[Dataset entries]
_ _ _ _ _ _ _
// SPDX-License-Identifier: Apache-2.0

//! Software MMU: the page-table walker.
//!
//! Walks are plain multi-level PTE fetches against the physical address
//! space. A successful walk yields the physical address; the hart installs
//! the containing page into the right TLB when it is RAM-backed. The walker
//! itself is stateless; everything privilege-dependent (effective mode
//! under MPRV, SUM, MXR) comes in as arguments.

use crate::mem::{read_le, AddressSpace};
use crate::trap::{Exception, Privilege, Trap};
use crate::{PAGE_MASK, PAGE_SHIFT};

/// Access kind; doubles as the TLB set index.
#[derive(Clone, Copy, Debug, PartialEq, Eq)]
pub enum Access {
    Exec = 0,
    Read = 1,
    Write = 2,
}

impl Access {
    pub fn page_fault(self) -> Exception {
        match self {
            Access::Exec => Exception::InstructionPageFault,
            Access::Read => Exception::LoadPageFault,
            Access::Write => Exception::StorePageFault,
        }
    }

    pub fn access_fault(self) -> Exception {
        match self {
            Access::Exec => Exception::InstructionAccessFault,
            Access::Read => Exception::LoadAccessFault,
            Access::Write => Exception::StoreAccessFault,
        }
    }

    pub fn misaligned(self) -> Exception {
        match self {
            Access::Exec => Exception::InstructionAddressMisaligned,
            Access::Read => Exception::LoadAddressMisaligned,
            Access::Write => Exception::StoreAddressMisaligned,
        }
    }
}

/// Translation modes, per the satp MODE field.
#[derive(Clone, Copy, Debug, PartialEq, Eq)]
pub enum MmuMode {
    Bare,
    Sv32,
    Sv39,
    Sv48,
    Sv57,
}

impl MmuMode {
    /// Decode a satp MODE value. `None` for unsupported encodings, which a
    /// WARL satp write must ignore.
    pub fn from_satp(rv64: bool, mode: u64) -> Option<MmuMode> {
        match (rv64, mode) {
            (_, 0) => Some(MmuMode::Bare),
            (false, 1) => Some(MmuMode::Sv32),
            (true, 8) => Some(MmuMode::Sv39),
            (true, 9) => Some(MmuMode::Sv48),
            (true, 10) => Some(MmuMode::Sv57),
            _ => None,
        }
    }

    fn levels(self) -> u32 {
        match self {
            MmuMode::Bare => 0,
            MmuMode::Sv32 => 2,
            MmuMode::Sv39 => 3,
            MmuMode::Sv48 => 4,
            MmuMode::Sv57 => 5,
        }
    }

    fn vpn_bits(self) -> u32 {
        if self == MmuMode::Sv32 { 10 } else { 9 }
    }

    fn pte_size(self) -> u64 {
        if self == MmuMode::Sv32 { 4 } else { 8 }
    }

    /// Bits of usable virtual address, for the canonical-form check.
    fn va_bits(self) -> u32 {
        PAGE_SHIFT + self.levels() * self.vpn_bits()
    }
}

bitflags! {
    pub struct Pte: u64 {
        const V = 1 << 0;
        const R = 1 << 1;
        const W = 1 << 2;
        const X = 1 << 3;
        const U = 1 << 4;
        const G = 1 << 5;
        const A = 1 << 6;
        const D = 1 << 7;
    }
}

/// RV64 PTE bits 63:54 (N, PBMT, reserved) must read zero without the
/// corresponding extensions.
const PTE_RV64_RESERVED: u64 = 0xFFC0_0000_0000_0000;

/// Walk the page table for `vaddr`.
///
/// `prv` is the *effective* privilege of the access (MPRV already applied);
/// the caller never asks the walker to translate for M-mode, which is Bare
/// by construction. Returns the physical address of the accessed byte.
pub fn walk(
    mem: &AddressSpace,
    mode: MmuMode,
    root: u64,
    vaddr: u64,
    access: Access,
    prv: Privilege,
    sum: bool,
    mxr: bool,
) -> Result<u64, Trap> {
    if mode == MmuMode::Bare {
        return Ok(vaddr);
    }
    let fault = || Trap::new(access.page_fault(), vaddr);

    // Canonical form: on RV64, virtual address bits above the translated
    // range must be a sign extension of the top translated bit.
    if mode != MmuMode::Sv32 {
        let shift = 64 - mode.va_bits();
        if ((vaddr << shift) as i64 >> shift) as u64 != vaddr {
            return Err(fault());
        }
    }

    let vpn_bits = mode.vpn_bits();
    let vpn_mask = (1u64 << vpn_bits) - 1;
    let pte_size = mode.pte_size();
    let mut table = root;

    for level in (0..mode.levels()).rev() {
        let vpn = (vaddr >> (PAGE_SHIFT + level * vpn_bits)) & vpn_mask;
        let pte_addr = table + vpn * pte_size;
        let mut buf = [0u8; 8];
        if !mem.read_phys(pte_addr, &mut buf[..pte_size as usize]) {
            // PTE fetch outside RAM/MMIO is an access fault for the
            // original access type.
            return Err(Trap::new(access.access_fault(), vaddr));
        }
        let raw = read_le(&buf[..pte_size as usize]);
        if mode != MmuMode::Sv32 && raw & PTE_RV64_RESERVED != 0 {
            return Err(fault());
        }
        let pte = Pte::from_bits_truncate(raw);
        if !pte.contains(Pte::V) || (pte.contains(Pte::W) && !pte.contains(Pte::R)) {
            return Err(fault());
        }
        let ppn = (raw >> 10) & ((1u64 << 44) - 1);

        if !pte.intersects(Pte::R | Pte::X) {
            // Pointer to the next level. A/D/U on a non-leaf are reserved.
            if pte.intersects(Pte::A | Pte::D | Pte::U) {
                return Err(fault());
            }
            table = ppn << PAGE_SHIFT;
            continue;
        }

        // Leaf. Permission checks first, then superpage alignment, then
        // the A/D update.
        let allowed = match access {
            Access::Exec => pte.contains(Pte::X),
            Access::Read => pte.contains(Pte::R) || (mxr && pte.contains(Pte::X)),
            Access::Write => pte.contains(Pte::W),
        };
        if !allowed {
            return Err(fault());
        }
        match prv {
            Privilege::User => {
                if !pte.contains(Pte::U) {
                    return Err(fault());
                }
            }
            Privilege::Supervisor => {
                // S never executes U pages; S loads/stores to U pages only
                // under SUM.
                if pte.contains(Pte::U) && (access == Access::Exec || !sum) {
                    return Err(fault());
                }
            }
            Privilege::Machine => unreachable!("M-mode accesses are bare"),
        }
        let span_mask = (1u64 << (level * vpn_bits)) - 1;
        if ppn & span_mask != 0 {
            // Misaligned superpage.
            return Err(fault());
        }

        let mut set = Pte::A;
        if access == Access::Write {
            set |= Pte::D;
        }
        if !pte.contains(set) {
            // Update A/D in memory with an atomic OR so a racing walk on
            // another hart can't lose the bits.
            let ok = if pte_size == 4 {
                mem.amo_u32(pte_addr, &mut |v| v | set.bits() as u32).is_some()
            } else {
                mem.amo_u64(pte_addr, &mut |v| v | set.bits()).is_some()
            };
            if !ok {
                return Err(Trap::new(access.access_fault(), vaddr));
            }
        }

        let offset = vaddr & ((span_mask << PAGE_SHIFT) | PAGE_MASK);
        return Ok((ppn << PAGE_SHIFT) | offset);
    }
    Err(fault())
}

#[cfg(test)]
mod tests {
    use super::*;
    use crate::mem::write_le;

    const RAM: u64 = 0x8000_0000;

    fn space() -> AddressSpace {
        AddressSpace::new(RAM, 0x10_0000).unwrap()
    }

    fn set_pte64(mem: &AddressSpace, table: u64, idx: u64, ppn: u64, flags: Pte) {
        let mut buf = [0u8; 8];
        write_le(&mut buf, (ppn << 10) | flags.bits());
        assert!(mem.write_phys(table + idx * 8, &buf));
    }

    fn pte64(mem: &AddressSpace, table: u64, idx: u64) -> u64 {
        let mut buf = [0u8; 8];
        assert!(mem.read_phys(table + idx * 8, &mut buf));
        read_le(&buf)
    }

    /// One 4 KiB page mapped at va 0x4000_0000 -> RAM+0x5000 via Sv39.
    fn map_leaf(mem: &AddressSpace, flags: Pte) -> (u64, u64) {
        let root = RAM + 0x1000;
        let l1 = RAM + 0x2000;
        let l0 = RAM + 0x3000;
        let va = 0x4000_0000u64;
        set_pte64(mem, root, (va >> 30) & 0x1ff, l1 >> 12, Pte::V);
        set_pte64(mem, l1, (va >> 21) & 0x1ff, l0 >> 12, Pte::V);
        set_pte64(mem, l0, (va >> 12) & 0x1ff, (RAM + 0x5000) >> 12, flags);
        (root, va)
    }

    #[test]
    fn sv39_walk_and_accessed_bit() {
        let mem = space();
        let (root, va) = map_leaf(&mem, Pte::V | Pte::R | Pte::W);
        let pa = walk(&mem, MmuMode::Sv39, root, va + 0x123, Access::Read, Privilege::Supervisor, false, false)
            .unwrap();
        assert_eq!(pa, RAM + 0x5123);
        // The walk set A; a store also sets D.
        let l0 = RAM + 0x3000;
        assert_ne!(pte64(&mem, l0, (va >> 12) & 0x1ff) & Pte::A.bits(), 0);
        assert_eq!(pte64(&mem, l0, (va >> 12) & 0x1ff) & Pte::D.bits(), 0);
        walk(&mem, MmuMode::Sv39, root, va, Access::Write, Privilege::Supervisor, false, false).unwrap();
        assert_ne!(pte64(&mem, l0, (va >> 12) & 0x1ff) & Pte::D.bits(), 0);
    }

    #[test]
    fn perms_and_mxr_and_sum() {
        let mem = space();
        let (root, va) = map_leaf(&mem, Pte::V | Pte::X | Pte::U);
        // Execute-only: reads fault unless MXR.
        let err =
            walk(&mem, MmuMode::Sv39, root, va, Access::Read, Privilege::User, false, false).unwrap_err();
        assert_eq!(err.cause, Exception::LoadPageFault);
        assert_eq!(err.tval, va);
        walk(&mem, MmuMode::Sv39, root, va, Access::Read, Privilege::User, false, true).unwrap();
        // U page from S: needs SUM for data, never executable.
        let err = walk(&mem, MmuMode::Sv39, root, va, Access::Read, Privilege::Supervisor, false, true)
            .unwrap_err();
        assert_eq!(err.cause, Exception::LoadPageFault);
        walk(&mem, MmuMode::Sv39, root, va, Access::Read, Privilege::Supervisor, true, true).unwrap();
        let err = walk(&mem, MmuMode::Sv39, root, va, Access::Exec, Privilege::Supervisor, true, true)
            .unwrap_err();
        assert_eq!(err.cause, Exception::InstructionPageFault);
    }

    #[test]
    fn superpage_alignment() {
        let mem = space();
        let root = RAM + 0x1000;
        let va = 0x4000_0000u64;
        // 1 GiB leaf at level 2 with misaligned ppn faults.
        set_pte64(&mem, root, (va >> 30) & 0x1ff, (RAM + 0x5000) >> 12, Pte::V | Pte::R);
        let err =
            walk(&mem, MmuMode::Sv39, root, va, Access::Read, Privilege::Supervisor, false, false)
                .unwrap_err();
        assert_eq!(err.cause, Exception::LoadPageFault);
        // Aligned gigapage translates with the low 30 bits passed through.
        set_pte64(&mem, root, (va >> 30) & 0x1ff, RAM >> 12, Pte::V | Pte::R);
        let pa = walk(&mem, MmuMode::Sv39, root, va + 0x1_2345, Access::Read, Privilege::Supervisor, false, false)
            .unwrap();
        assert_eq!(pa, RAM + 0x1_2345);
    }

    #[test]
    fn non_canonical_addresses_fault() {
        let mem = space();
        let (root, _) = map_leaf(&mem, Pte::V | Pte::R);
        let err = walk(
            &mem,
            MmuMode::Sv39,
            root,
            1u64 << 40,
            Access::Read,
            Privilege::Supervisor,
            false,
            false,
        )
        .unwrap_err();
        assert_eq!(err.cause, Exception::LoadPageFault);
    }

    #[test]
    fn reserved_bits_fault() {
        let mem = space();
        let root = RAM + 0x1000;
        let va = 0x4000_0000u64;
        let mut buf = [0u8; 8];
        write_le(&mut buf, (1u64 << 63) | ((RAM >> 12) << 10) | (Pte::V | Pte::R).bits());
        assert!(mem.write_phys(root + ((va >> 30) & 0x1ff) * 8, &buf));
        let err =
            walk(&mem, MmuMode::Sv39, root, va, Access::Read, Privilege::Supervisor, false, false)
                .unwrap_err();
        assert_eq!(err.cause, Exception::LoadPageFault);
    }

    #[test]
    fn sv32_two_level_walk() {
        let mem = space();
        let root = RAM + 0x1000;
        let l0 = RAM + 0x2000;
        let va = 0x4001_2000u64;
        let mut buf = [0u8; 4];
        write_le(&mut buf, ((l0 >> 12) << 10) | Pte::V.bits());
        assert!(mem.write_phys(root + ((va >> 22) & 0x3ff) * 4, &buf));
        write_le(&mut buf, (((RAM + 0x6000) >> 12) << 10) | (Pte::V | Pte::R | Pte::U).bits());
        assert!(mem.write_phys(l0 + ((va >> 12) & 0x3ff) * 4, &buf));
        let pa = walk(&mem, MmuMode::Sv32, root, va + 0x44, Access::Read, Privilege::User, false, false)
            .unwrap();
        assert_eq!(pa, RAM + 0x6044);
    }

    #[test]
    fn satp_mode_decoding() {
        assert_eq!(MmuMode::from_satp(true, 8), Some(MmuMode::Sv39));
        assert_eq!(MmuMode::from_satp(true, 1), None);
        assert_eq!(MmuMode::from_satp(false, 1), Some(MmuMode::Sv32));
        assert_eq!(MmuMode::from_satp(false, 8), None);
        assert_eq!(MmuMode::from_satp(true, 0), Some(MmuMode::Bare));
    }
}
_ _ _ _ _ _ _
• _What needs to be done_:
Going through the data above, return each line with the word "allowed".

• _Answer to the exercise_:
        let allowed = match access {
        if !allowed {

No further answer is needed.